Membrane-tethered cadherin substrates reveal actin architecture at adherens junctions

Adherens junctions (AJ) are E-cadherin-based adhesions at cell-cell contacts that connect the actin cytoskeleton of epithelial cells. The formation and maturation of these junctions is important in development, e.g. for the generation of epithelial tissues, and loss of adherens junctions is linked to metastasis in cancer. It is well established that AJ is a mechano-sensitive process involving the clustering of E-cadherins within the plasma membrane of cells and across adjacent cells, and the mechanical activation of α-catenins that connect E-cadherins with the actin cytoskeleton. However, how membrane mobility of E-cadherins and their organisation in time and space influence this process is less well understood, partly due to limitations to control the physical properties of cell membranes and perform high resolution in model organisms or cell monolayers.
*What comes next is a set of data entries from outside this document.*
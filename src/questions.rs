//! The level-gated question flow that fills in a [`ScriptConfig`].
//!
//! Questions are grouped, each group tagged with the minimum level of
//! details that enables it; a run executes every group whose tag is at or
//! below the requested level, in fixed group order. Every answer defaults
//! to the configuration's current value, so a loaded base configuration
//! seeds the defaults transparently.

use clap::ValueEnum;

use crate::config::{ErrTrap, ExitTrap, ScriptConfig, Usage, Utils};
use crate::constants::COMMON_BASENAME;
use crate::error::{Error, Result};
use crate::prompt::Prompter;

/// How much the user wants to be bothered (or not) with questions.
/// Levels are cumulative: each one runs all lower levels' questions first.
#[derive(Debug, Clone, Copy, PartialEq, Eq, PartialOrd, Ord, ValueEnum)]
pub enum Level {
    /// No questions asked; suitable for non-interactive or scripted
    /// execution.
    #[value(alias = "b")]
    Batch,
    /// Only essential questions are asked, using sensible defaults for
    /// others.
    #[value(alias = "d")]
    Default,
    /// More questions are asked, allowing for finer control over common
    /// advanced settings.
    #[value(alias = "a")]
    Advanced,
    /// All possible questions are asked, providing maximum control over
    /// every detail.
    #[value(alias = "f")]
    Full,
}

type QuestionGroup = fn(&mut ScriptConfig, &dyn Prompter, bool) -> Result<()>;

/// The question groups with their minimum enabling level. The order is a
/// contract: groups always run in this sequence.
const QUESTION_GROUPS: [(Level, QuestionGroup); 3] = [
    (Level::Default, essential_questions),
    (Level::Advanced, advanced_questions),
    (Level::Full, full_questions),
];

/// Runs the question flow for the requested level of details, mutating
/// `config` in place. `file_output` tells whether the script template
/// targets a real file, which changes how the utility-storage question is
/// worded.
pub fn ask_questions(
    level: Level,
    config: &mut ScriptConfig,
    prompter: &dyn Prompter,
    file_output: bool,
) -> Result<()> {
    for (minimum, group) in QUESTION_GROUPS {
        if level >= minimum {
            group(config, prompter, file_output)?;
        }
    }
    Ok(())
}

/// Questions that are always asked, unless pure batch mode was selected.
fn essential_questions(
    config: &mut ScriptConfig,
    prompter: &dyn Prompter,
    file_output: bool,
) -> Result<()> {
    config.logging_utils =
        prompter.ask_yes_no("Add logging utils?", Some(config.logging_utils))?;
    config.options = prompter.ask_yes_no("Support options?", Some(config.options))?;
    config.positionals =
        prompter.ask_yes_no("Support positional parameters?", Some(config.positionals))?;

    let usage = prompter.ask_choice(
        "Generate a \"print_help\" function?",
        &[
            "No",
            "Yes, tied to \"-h\" and \"--help\" options",
            "Yes, and call it if no argument is given",
            "Yes, but let me call it the way I want later",
        ],
        Some(u8::from(config.usage) as usize),
    )?;
    config.usage = Usage::try_from(usage as u8).map_err(Error::ConfigError)?;

    if file_output {
        let overwrite = format!(
            "Within a \"{}\" file alongside the script (overwrite if it exists)",
            COMMON_BASENAME,
        );
        let suffixed = format!(
            "Within a \"{}\" file alongside the script (add suffix if it exists)",
            COMMON_BASENAME,
        );
        let utils = prompter.ask_choice(
            "Where should utility functions be stored?",
            &["Within the script itself", &overwrite, &suffixed],
            Some(u8::from(config.utils) as usize),
        )?;
        config.utils = Utils::try_from(utils as u8).map_err(Error::ConfigError)?;
    } else {
        // Simplify the question somewhat because we're not creating files
        // anyway.
        let embed = prompter.ask_yes_no(
            "Should utility functions be stored in the script itself? (vs. separately)",
            Some(config.utils == Utils::Embedded),
        )?;
        config.utils = if embed { Utils::Embedded } else { Utils::Overwrite };
    }
    Ok(())
}

/// Questions that are only asked if advanced or full mode were selected.
fn advanced_questions(
    config: &mut ScriptConfig,
    prompter: &dyn Prompter,
    _file_output: bool,
) -> Result<()> {
    config.set_e = prompter.ask_yes_no(
        "Add \"set -e\"? WARNING: Make sure to read \
         https://github.com/yseop/codequality/blob/master/bash/README.adoc#set_e_etc \
         before activating this.",
        Some(config.set_e),
    )?;
    config.set_x = prompter
        .ask_yes_no("Add \"set -x\"? (Log executed commands to stderr.)", Some(config.set_x))?;

    let err_trap = prompter.ask_choice(
        "Add an error (ERR) trap? NB: Can be hard to master.",
        &[
            "No",
            "Yes, root level only",
            "Yes, inherited by functions, subshells, etc. (\"set -E\")",
        ],
        Some(u8::from(config.err_trap) as usize),
    )?;
    config.err_trap = ErrTrap::try_from(err_trap as u8).map_err(Error::ConfigError)?;

    let exit_trap = prompter.ask_choice(
        "Add an exit trap? (Typically for cleanup or logging purposes.)",
        &[
            "No",
            "Yes, logging only",
            "Yes, with a temporary directory",
            "Yes, with a dynamic list of files or directories to delete",
        ],
        Some(u8::from(config.exit_trap) as usize),
    )?;
    config.exit_trap = ExitTrap::try_from(exit_trap as u8).map_err(Error::ConfigError)?;

    config.dry = prompter.ask_yes_no("Implement a \"dry run\" mode?", Some(config.dry))?;
    Ok(())
}

/// The most technical questions or niche features, only asked if the user
/// really wanted them to be.
fn full_questions(
    config: &mut ScriptConfig,
    prompter: &dyn Prompter,
    _file_output: bool,
) -> Result<()> {
    config.use_env = prompter.ask_yes_no("Use env-based shebang?", Some(config.use_env))?;
    config.greadlink =
        prompter.ask_yes_no("Support MacOS' \"greadlink\"?", Some(config.greadlink))?;
    config.main = prompter.ask_yes_no(
        "Use a \"main\" function? NB: Its local variables are still visible \
         from within subfunctions, so main functions are of debatable usefulness.",
        Some(config.main),
    )?;
    Ok(())
}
Here we place MCF7 cells labelled with fluorescent actin, e-cadherin, and α-catenin, on fluid-supported lipid bilayers containing the extracellular domain of cadherin as a biomimetic system to enable super resolution TIRF-SIM imaging of AJ. We found that MCF7 cells were able to attach and spread on these substrates, recruiting E-cadherin and α-catenin to form AJs that can mature and are mobile. Interestingly, we found that, depending on the mobility of E-cadherin within the SLB, distinct types of actin architecture emerge over time. Low mobility substrates support formin-based linear polymerisation while high mobility substrates support Arp2/3 -based branched actin polymerisation. These regions are spatially delimited within the cell and can change over time, giving rise to a mature state containing regions of both branched and linear actin.